Les cellules T, l’arme du corps contre les cellules infectées par le virus, ont été suffisamment amorcées par la vaccination pour se défendre contre l’omicron dans des études distinctes de l’Université Erasmus aux Pays-Bas et de l’Université du Cap en Afrique du Sud.

Les résultats pourraient aider à expliquer pourquoi la vague de cas d’omicron n’a pas jusqu’à présent provoqué une augmentation de la mortalité de l’Afrique du Sud aux États-Unis et au Royaume-Uni Contrairement aux anticorps, les cellules T peuvent cibler l’ensemble de la protéine de pointe du virus, qui reste largement similaire même dans l’omicron hautement muté.

Les chercheurs néerlandais ont examiné 60 travailleurs de la santé vaccinés et ont découvert que si leurs réponses en anticorps à l’omicron étaient inférieures ou inexistantes par rapport aux variantes bêta et delta, les réponses des lymphocytes T étaient en grande partie inchangées, « équilibrant potentiellement le manque d’anticorps neutralisants dans la prévention ou limiter le Covid-19 sévère. »

L’étude de l’Institut des maladies infectieuses et de médecine moléculaire de l’Université du Cap a examiné des patients qui s’étaient rétablis de Covid ou avaient été vaccinés avec des injections de Pfizer Inc. et de son partenaire BioNTech SE ou Johnson & Johnson. Ils ont découvert que 70 % à 80 % des réponses des lymphocytes T qu’ils ont évaluées tenaient à l’omicron.

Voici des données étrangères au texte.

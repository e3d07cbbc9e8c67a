use std::sync::Arc;

use dashmap::DashMap;
use parking_lot::Mutex;

use super::{AlpnEnvironment, AlpnStrategyKind, BootstrapProvider, select_protocol};
use crate::{
    connection::ConnectionId,
    engine::{EngineMode, ProtocolSelector, RecordEngine},
    error::Result,
};

/// 一种 ALPN 接入方式。
///
/// - `probe`：在当前进程环境中是否可用，只在能力探测时调用一次；
/// - `register`：为一条连接的引擎配置 ALPN，返回的凭据负责取回结果与撤销注册。
pub trait AlpnStrategy: Send + Sync + 'static {
    fn kind(&self) -> AlpnStrategyKind;

    fn probe(&self, env: &AlpnEnvironment) -> bool;

    fn register(
        &self,
        connection: ConnectionId,
        engine: &mut dyn RecordEngine,
        protocols: &[String],
    ) -> Result<AlpnRegistration>;
}

/// 按偏好列表选择协议并记住选择结果的服务端回调。
pub struct PreferenceSelector {
    preference: Vec<String>,
    chosen: Mutex<Option<String>>,
}

impl PreferenceSelector {
    pub fn new(preference: Vec<String>) -> Self {
        Self {
            preference,
            chosen: Mutex::new(None),
        }
    }

    /// 最近一次选择的协议；回调尚未被调用时为 `None`。
    pub fn chosen(&self) -> Option<String> {
        self.chosen.lock().clone()
    }
}

impl ProtocolSelector for PreferenceSelector {
    fn select(&self, offered: &[&[u8]]) -> Option<Vec<u8>> {
        let chosen = select_protocol(&self.preference, offered);
        tracing::debug!(protocol = %chosen, offered = offered.len(), "alpn protocol selected");
        *self.chosen.lock() = Some(chosen.clone());
        Some(chosen.into_bytes())
    }
}

/// 引导注册表：以连接为键保存偏好列表与选择结果。
#[derive(Default)]
pub struct ConnectionAlpnRegistry {
    entries: DashMap<ConnectionId, RegistryEntry>,
}

struct RegistryEntry {
    preference: Vec<String>,
    chosen: Option<String>,
}

impl ConnectionAlpnRegistry {
    pub fn len(&self) -> usize {
        self.entries.len()
    }

    pub fn is_empty(&self) -> bool {
        self.entries.is_empty()
    }

    pub fn contains(&self, connection: ConnectionId) -> bool {
        self.entries.contains_key(&connection)
    }

    fn insert(&self, connection: ConnectionId, preference: Vec<String>) {
        self.entries.insert(
            connection,
            RegistryEntry {
                preference,
                chosen: None,
            },
        );
    }

    fn select(&self, connection: ConnectionId, offered: &[&[u8]]) -> Option<Vec<u8>> {
        let mut entry = self.entries.get_mut(&connection)?;
        let chosen = select_protocol(&entry.preference, offered);
        entry.chosen = Some(chosen.clone());
        Some(chosen.into_bytes())
    }

    fn chosen(&self, connection: ConnectionId) -> Option<String> {
        self.entries
            .get(&connection)
            .and_then(|entry| entry.chosen.clone())
    }

    fn remove(&self, connection: ConnectionId) -> bool {
        self.entries.remove(&connection).is_some()
    }
}

struct RegistrySelector {
    registry: Arc<ConnectionAlpnRegistry>,
    connection: ConnectionId,
}

impl ProtocolSelector for RegistrySelector {
    fn select(&self, offered: &[&[u8]]) -> Option<Vec<u8>> {
        self.registry.select(self.connection, offered)
    }
}

type CallbackTable = DashMap<ConnectionId, Arc<PreferenceSelector>>;

/// 引擎侧只持有路由器，真正的回调在连接注册时才登记到表中。
struct CallbackRouter {
    table: Arc<CallbackTable>,
    connection: ConnectionId,
}

impl ProtocolSelector for CallbackRouter {
    fn select(&self, offered: &[&[u8]]) -> Option<Vec<u8>> {
        let callback = self.table.get(&self.connection)?.value().clone();
        callback.select(offered)
    }
}

enum Outcome {
    Engine,
    Selector(Arc<PreferenceSelector>),
    Registry(Arc<ConnectionAlpnRegistry>),
    Callback {
        table: Arc<CallbackTable>,
        selector: Arc<PreferenceSelector>,
    },
}

/// 单条连接的 ALPN 注册凭据。
///
/// # 契约（What）
/// - [`AlpnRegistration::negotiated`] 优先读取引擎原生结果，其次读取选择回调记录的结果；
/// - [`AlpnRegistration::release`] 恰好一次地撤销注册表条目，之后的调用与 `Drop` 均为空操作。
pub struct AlpnRegistration {
    connection: ConnectionId,
    kind: AlpnStrategyKind,
    outcome: Outcome,
    released: bool,
}

impl AlpnRegistration {
    fn new(connection: ConnectionId, kind: AlpnStrategyKind, outcome: Outcome) -> Self {
        Self {
            connection,
            kind,
            outcome,
            released: false,
        }
    }

    pub fn kind(&self) -> AlpnStrategyKind {
        self.kind
    }

    pub fn connection(&self) -> ConnectionId {
        self.connection
    }

    pub fn negotiated(&self, engine: &dyn RecordEngine) -> Option<String> {
        let native = engine.negotiated_protocol();
        match &self.outcome {
            Outcome::Engine => native,
            Outcome::Selector(selector) | Outcome::Callback { selector, .. } => {
                native.or_else(|| selector.chosen())
            }
            Outcome::Registry(registry) => native.or_else(|| registry.chosen(self.connection)),
        }
    }

    /// 撤销注册；返回本次调用是否真正执行了撤销。
    pub fn release(&mut self) -> bool {
        if self.released {
            return false;
        }
        self.released = true;
        match &self.outcome {
            Outcome::Registry(registry) => {
                registry.remove(self.connection);
            }
            Outcome::Callback { table, .. } => {
                table.remove(&self.connection);
            }
            Outcome::Engine | Outcome::Selector(_) => {}
        }
        tracing::trace!(connection = %self.connection, strategy = %self.kind, "alpn registration released");
        true
    }

    pub fn is_released(&self) -> bool {
        self.released
    }
}

impl Drop for AlpnRegistration {
    fn drop(&mut self) {
        self.release();
    }
}

/// 客户端引擎在所有策略下都只需要报价列表。
fn client_registration(
    kind: AlpnStrategyKind,
    connection: ConnectionId,
    engine: &mut dyn RecordEngine,
    protocols: &[String],
) -> Option<AlpnRegistration> {
    if engine.mode() != EngineMode::Client {
        return None;
    }
    engine.set_application_protocols(protocols);
    Some(AlpnRegistration::new(connection, kind, Outcome::Engine))
}

/// 安装服务端选择回调；引擎不接受回调时退回原生偏好列表。
fn install_selector(
    engine: &mut dyn RecordEngine,
    selector: Arc<dyn ProtocolSelector>,
    protocols: &[String],
) {
    if !engine.set_protocol_selector(selector) {
        tracing::debug!("engine rejected alpn selector; using native protocol list");
        engine.set_application_protocols(protocols);
    }
}

/// 引擎原生 ALPN：直接设置协议列表，由引擎完成选择。
#[derive(Clone, Copy, Debug, Default)]
pub struct EngineNativeAlpn;

impl AlpnStrategy for EngineNativeAlpn {
    fn kind(&self) -> AlpnStrategyKind {
        AlpnStrategyKind::EngineNative
    }

    fn probe(&self, env: &AlpnEnvironment) -> bool {
        env.engine_native
    }

    fn register(
        &self,
        connection: ConnectionId,
        engine: &mut dyn RecordEngine,
        protocols: &[String],
    ) -> Result<AlpnRegistration> {
        engine.set_application_protocols(protocols);
        Ok(AlpnRegistration::new(
            connection,
            self.kind(),
            Outcome::Engine,
        ))
    }
}

/// 内嵌选择回调：服务端引擎在收到 ClientHello 时调用 [`PreferenceSelector`]。
#[derive(Clone, Copy, Debug, Default)]
pub struct EmbeddedSelectorAlpn;

impl AlpnStrategy for EmbeddedSelectorAlpn {
    fn kind(&self) -> AlpnStrategyKind {
        AlpnStrategyKind::EmbeddedSelector
    }

    fn probe(&self, env: &AlpnEnvironment) -> bool {
        env.embedded_selector
    }

    fn register(
        &self,
        connection: ConnectionId,
        engine: &mut dyn RecordEngine,
        protocols: &[String],
    ) -> Result<AlpnRegistration> {
        if let Some(registration) = client_registration(self.kind(), connection, engine, protocols)
        {
            return Ok(registration);
        }
        let selector = Arc::new(PreferenceSelector::new(protocols.to_vec()));
        install_selector(engine, selector.clone(), protocols);
        Ok(AlpnRegistration::new(
            connection,
            self.kind(),
            Outcome::Selector(selector),
        ))
    }
}

/// 引导注册表：偏好与结果保存在进程级注册表中，释放时撤销条目。
#[derive(Default)]
pub struct BootstrapRegistryAlpn {
    registry: Arc<ConnectionAlpnRegistry>,
}

impl BootstrapRegistryAlpn {
    pub fn registry(&self) -> &Arc<ConnectionAlpnRegistry> {
        &self.registry
    }
}

impl AlpnStrategy for BootstrapRegistryAlpn {
    fn kind(&self) -> AlpnStrategyKind {
        AlpnStrategyKind::BootstrapRegistry
    }

    fn probe(&self, env: &AlpnEnvironment) -> bool {
        env.bootstrap == Some(BootstrapProvider::Registry)
    }

    fn register(
        &self,
        connection: ConnectionId,
        engine: &mut dyn RecordEngine,
        protocols: &[String],
    ) -> Result<AlpnRegistration> {
        if let Some(registration) = client_registration(self.kind(), connection, engine, protocols)
        {
            return Ok(registration);
        }
        self.registry.insert(connection, protocols.to_vec());
        let selector = Arc::new(RegistrySelector {
            registry: self.registry.clone(),
            connection,
        });
        install_selector(engine, selector, protocols);
        Ok(AlpnRegistration::new(
            connection,
            self.kind(),
            Outcome::Registry(self.registry.clone()),
        ))
    }
}

/// 引导回调：每条连接登记一个独立回调，引擎只持有按连接路由的转发器。
#[derive(Default)]
pub struct BootstrapCallbackAlpn {
    table: Arc<CallbackTable>,
}

impl BootstrapCallbackAlpn {
    /// 仍处于登记状态的回调数量。
    pub fn registered(&self) -> usize {
        self.table.len()
    }
}

impl AlpnStrategy for BootstrapCallbackAlpn {
    fn kind(&self) -> AlpnStrategyKind {
        AlpnStrategyKind::BootstrapCallback
    }

    fn probe(&self, env: &AlpnEnvironment) -> bool {
        env.bootstrap == Some(BootstrapProvider::Callback)
    }

    fn register(
        &self,
        connection: ConnectionId,
        engine: &mut dyn RecordEngine,
        protocols: &[String],
    ) -> Result<AlpnRegistration> {
        if let Some(registration) = client_registration(self.kind(), connection, engine, protocols)
        {
            return Ok(registration);
        }
        let selector = Arc::new(PreferenceSelector::new(protocols.to_vec()));
        self.table.insert(connection, selector.clone());
        let router = Arc::new(CallbackRouter {
            table: self.table.clone(),
            connection,
        });
        install_selector(engine, router, protocols);
        Ok(AlpnRegistration::new(
            connection,
            self.kind(),
            Outcome::Callback {
                table: self.table.clone(),
                selector,
            },
        ))
    }
}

Les dernières semaines ont apporté des preuves que la nouvelle souche peut éroder la protection vaccinale, incitant les gouvernements à faire pression pour des rappels afin d’augmenter le niveau d’anticorps capables de combattre la variante.

Mais la protection immunitaire a plusieurs couches. Alors que les anticorps bloquent l’infection, les cellules T tuent les cellules infectées, empêchant le virus de se propager et d’aggraver la maladie, a écrit Wendy Burgens, l’une des auteurs de l’étude de l’Université du Cap, sur son compte Twitter Virus Monologues. “Ils ne peuvent pas vous empêcher d’être infecté, mais ils peuvent minimiser les dommages qui surviennent par la suite”, a-t-elle déclaré.

Les lymphocytes T sont des globules blancs qui peuvent se souvenir des maladies passées, tuer les cellules infectées par le virus et produire des anticorps pour mobiliser les défenses. Les personnes infectées par un autre coronavirus qui était responsable de l’épidémie de SRAS en 2003, par exemple, se sont avérées avoir encore une réponse des lymphocytes T à la maladie 17 ans plus tard.